Con la risoluzione n. 4/E del 14 gennaio 2019, è stato istituito il nuovo codice tributo “Apve” che consente all’Inps di recuperare in compensazione, tramite modello “F24 Enti pubblici” (F24 Ep), il credito d’imposta annuo riconosciuto dall’ente previdenziale a fronte di parte dei costi sostenuti per gli interessi sul finanziamento e per i premi assicurativi sulla copertura del rischio di premorienza, nella misura massima del 50% dell’importo pari a un ventesimo degli interessi e dei premi assicurativi complessivamente pattuiti nei relativi contratti (articolo 1, comma 177, legge 232/2016).

L’Inps recupera il credito rivalendosi sulle ritenute da versare mensilmente all’Erario nella sua qualità di sostituto d’imposta.
 
I costi suddetti, relativi a finanziamento e assicurazione, sono quelli sostenuti da chi va in pensione prima di averla maturata (Ape volontaria), per i quali la legge di bilancio per il 2017 ha istituito, in via sperimentale, dal 1º maggio 2017 al 31 dicembre 2019, l’anticipo finanziario a garanzia pensionistica (articolo 1, comma 166, legge 232/2016), ovvero un prestito corrisposto in quote mensili da un istituto finanziatore, ai soggetti in possesso dei requisiti previsti dal successivo comma 167, fino alla maturazione del diritto alla pensione di vecchiaia di cui all’articolo 24, commi 6 e 7, del Dl 201/2011. Per inciso, si precisa che le somme erogate in quote mensili non concorrono a formare il reddito ai fini Irpef.

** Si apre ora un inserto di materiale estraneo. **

//! Environment-driven settings for the binaries. Every struct builds either
//! from the process environment or from an injected lookup so handlers can be
//! exercised without touching global state.

use tanda_core::backup::{parse_tables_config, TableConfig};

const DEFAULT_APP_URL: &str = "http://localhost:3000";
const DEFAULT_TOKEN_EXPIRATION_HOURS: i64 = 24;
const DEFAULT_ENVIRONMENT: &str = "production";
const DEFAULT_REGION: &str = "us-east-1";

#[derive(Debug, thiserror::Error, PartialEq, Eq)]
pub enum ConfigError {
    #[error("{0} must be configured")]
    Missing(&'static str),
    #[error("{name} is invalid: {message}")]
    Invalid { name: &'static str, message: String },
}

fn required(
    lookup: &impl Fn(&str) -> Option<String>,
    name: &'static str,
) -> Result<String, ConfigError> {
    lookup(name)
        .filter(|value| !value.trim().is_empty())
        .ok_or(ConfigError::Missing(name))
}

fn optional(lookup: &impl Fn(&str) -> Option<String>, name: &str) -> Option<String> {
    lookup(name).filter(|value| !value.trim().is_empty())
}

fn or_default(lookup: &impl Fn(&str) -> Option<String>, name: &str, default: &str) -> String {
    optional(lookup, name).unwrap_or_else(|| default.to_string())
}

fn env_lookup(name: &str) -> Option<String> {
    std::env::var(name).ok()
}

#[derive(Debug, Clone, PartialEq, Eq)]
pub struct TableNames {
    pub tandas: String,
    pub usuarios: String,
    pub participantes: String,
    pub pagos: String,
    pub notificaciones: String,
    pub links: String,
    pub reset_tokens: String,
}

impl Default for TableNames {
    fn default() -> Self {
        Self {
            tandas: "tandas".to_string(),
            usuarios: "usuarios_admin".to_string(),
            participantes: "participantes".to_string(),
            pagos: "pagos".to_string(),
            notificaciones: "notificaciones".to_string(),
            links: "links_registro".to_string(),
            reset_tokens: "auth-password-reset-tokens".to_string(),
        }
    }
}

impl TableNames {
    pub fn from_lookup(lookup: &impl Fn(&str) -> Option<String>) -> Self {
        let defaults = Self::default();
        Self {
            tandas: or_default(lookup, "TANDAS_TABLE", &defaults.tandas),
            usuarios: or_default(lookup, "USUARIOS_TABLE", &defaults.usuarios),
            participantes: or_default(lookup, "PARTICIPANTES_TABLE", &defaults.participantes),
            pagos: or_default(lookup, "PAGOS_TABLE", &defaults.pagos),
            notificaciones: or_default(lookup, "NOTIFICACIONES_TABLE", &defaults.notificaciones),
            links: or_default(lookup, "LINKS_TABLE", &defaults.links),
            reset_tokens: or_default(lookup, "RESET_TOKENS_TABLE", &defaults.reset_tokens),
        }
    }
}

/// Settings of the HTTP API handler.
#[derive(Debug, Clone, PartialEq, Eq)]
pub struct ApiConfig {
    pub tables: TableNames,
    pub jwt_secret: String,
    pub jwt_refresh_secret: String,
    pub app_url: String,
    pub frontend_url: String,
    pub support_email: Option<String>,
    pub token_expiration_hours: i64,
}

impl ApiConfig {
    pub fn from_env() -> Result<Self, ConfigError> {
        Self::from_lookup(env_lookup)
    }

    pub fn from_lookup(lookup: impl Fn(&str) -> Option<String>) -> Result<Self, ConfigError> {
        let token_expiration_hours = match optional(&lookup, "TOKEN_EXPIRATION_HOURS") {
            Some(text) => text.trim().parse().map_err(|_| ConfigError::Invalid {
                name: "TOKEN_EXPIRATION_HOURS",
                message: format!("expected whole hours, got {text:?}"),
            })?,
            None => DEFAULT_TOKEN_EXPIRATION_HOURS,
        };
        Ok(Self {
            tables: TableNames::from_lookup(&lookup),
            jwt_secret: required(&lookup, "JWT_SECRET")?,
            jwt_refresh_secret: required(&lookup, "JWT_REFRESH_SECRET")?,
            app_url: or_default(&lookup, "APP_URL", DEFAULT_APP_URL),
            frontend_url: or_default(&lookup, "FRONTEND_URL", DEFAULT_APP_URL),
            support_email: optional(&lookup, "SUPPORT_EMAIL"),
            token_expiration_hours,
        })
    }
}

/// Settings of the request authorizer.
#[derive(Debug, Clone, PartialEq, Eq)]
pub struct AuthorizerConfig {
    pub jwt_secret: String,
}

impl AuthorizerConfig {
    pub fn from_env() -> Result<Self, ConfigError> {
        Self::from_lookup(env_lookup)
    }

    pub fn from_lookup(lookup: impl Fn(&str) -> Option<String>) -> Result<Self, ConfigError> {
        Ok(Self {
            jwt_secret: required(&lookup, "JWT_SECRET")?,
        })
    }
}

/// Settings of the scheduled backup.
#[derive(Debug, Clone, PartialEq)]
pub struct BackupConfig {
    pub tables: Vec<TableConfig>,
    pub bucket: String,
    pub environment: String,
    pub topic_arn: Option<String>,
    pub region: String,
}

impl BackupConfig {
    pub fn from_env() -> Result<Self, ConfigError> {
        Self::from_lookup(env_lookup)
    }

    pub fn from_lookup(lookup: impl Fn(&str) -> Option<String>) -> Result<Self, ConfigError> {
        let raw_tables = required(&lookup, "TABLES_CONFIG")?;
        let tables = parse_tables_config(&raw_tables).map_err(|error| ConfigError::Invalid {
            name: "TABLES_CONFIG",
            message: error.message().to_string(),
        })?;
        Ok(Self {
            tables,
            bucket: required(&lookup, "BACKUP_BUCKET")?,
            environment: or_default(&lookup, "ENVIRONMENT", DEFAULT_ENVIRONMENT),
            topic_arn: optional(&lookup, "SNS_TOPIC_ARN"),
            region: or_default(&lookup, "AWS_REGION", DEFAULT_REGION),
        })
    }
}

#[cfg(test)]
mod tests {
    use std::collections::HashMap;

    use super::*;

    fn lookup(pairs: &[(&str, &str)]) -> impl Fn(&str) -> Option<String> {
        let values: HashMap<String, String> = pairs
            .iter()
            .map(|(name, value)| (name.to_string(), value.to_string()))
            .collect();
        move |name| values.get(name).cloned()
    }

    #[test]
    fn api_config_applies_defaults() {
        let config = ApiConfig::from_lookup(lookup(&[
            ("JWT_SECRET", "access"),
            ("JWT_REFRESH_SECRET", "refresh"),
        ]))
        .expect("config");
        assert_eq!(config.tables, TableNames::default());
        assert_eq!(config.app_url, "http://localhost:3000");
        assert_eq!(config.token_expiration_hours, 24);
        assert_eq!(config.support_email, None);
    }

    #[test]
    fn api_config_requires_secrets() {
        let error = ApiConfig::from_lookup(lookup(&[("JWT_SECRET", "access")]))
            .expect_err("refresh secret missing");
        assert_eq!(error, ConfigError::Missing("JWT_REFRESH_SECRET"));
    }

    #[test]
    fn table_names_follow_overrides() {
        let names = TableNames::from_lookup(&lookup(&[("PAGOS_TABLE", "pagos-dev")]));
        assert_eq!(names.pagos, "pagos-dev");
        assert_eq!(names.tandas, "tandas");
    }

    #[test]
    fn backup_config_parses_tables() {
        let config = BackupConfig::from_lookup(lookup(&[
            ("TABLES_CONFIG", r#"[{"name":"tandas","pk":"id"}]"#),
            ("BACKUP_BUCKET", "tandas-backups"),
        ]))
        .expect("config");
        assert_eq!(config.tables.len(), 1);
        assert_eq!(config.environment, "production");
        assert_eq!(config.region, "us-east-1");
    }

    #[test]
    fn backup_config_rejects_malformed_tables() {
        let error = BackupConfig::from_lookup(lookup(&[
            ("TABLES_CONFIG", "not json"),
            ("BACKUP_BUCKET", "tandas-backups"),
        ]))
        .expect_err("invalid tables");
        assert!(matches!(error, ConfigError::Invalid { name: "TABLES_CONFIG", .. }));
    }
}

La restituzione del prestito, garantita da una polizza assicurativa obbligatoria per il rischio di premorienza, partirà dalla maturazione del diritto alla pensione di vecchiaia, con rate di ammortamento mensili per una durata di vent’anni.
 
Per il recupero delle somme riconosciute a titolo di credito d’imposta, quindi, l’Inps potrà utilizzare in compensazione con il modello “F24 Ep”, indicando il nuovo codice tributo “Apve” nella sezione “Erario” (valore F), in corrispondenza delle somme indicate nel campo “importi a credito compensati” ovvero, nei casi in cui l’Inps debba procedere al riversamento del credito, nella colonna “importi a debito versati”. Il campo “riferimento B” dovrà indicare l’anno d’imposta cui si riferisce il credito, nel formato “aaaa”. Il campo “riferimento A” non deve essere valorizzato.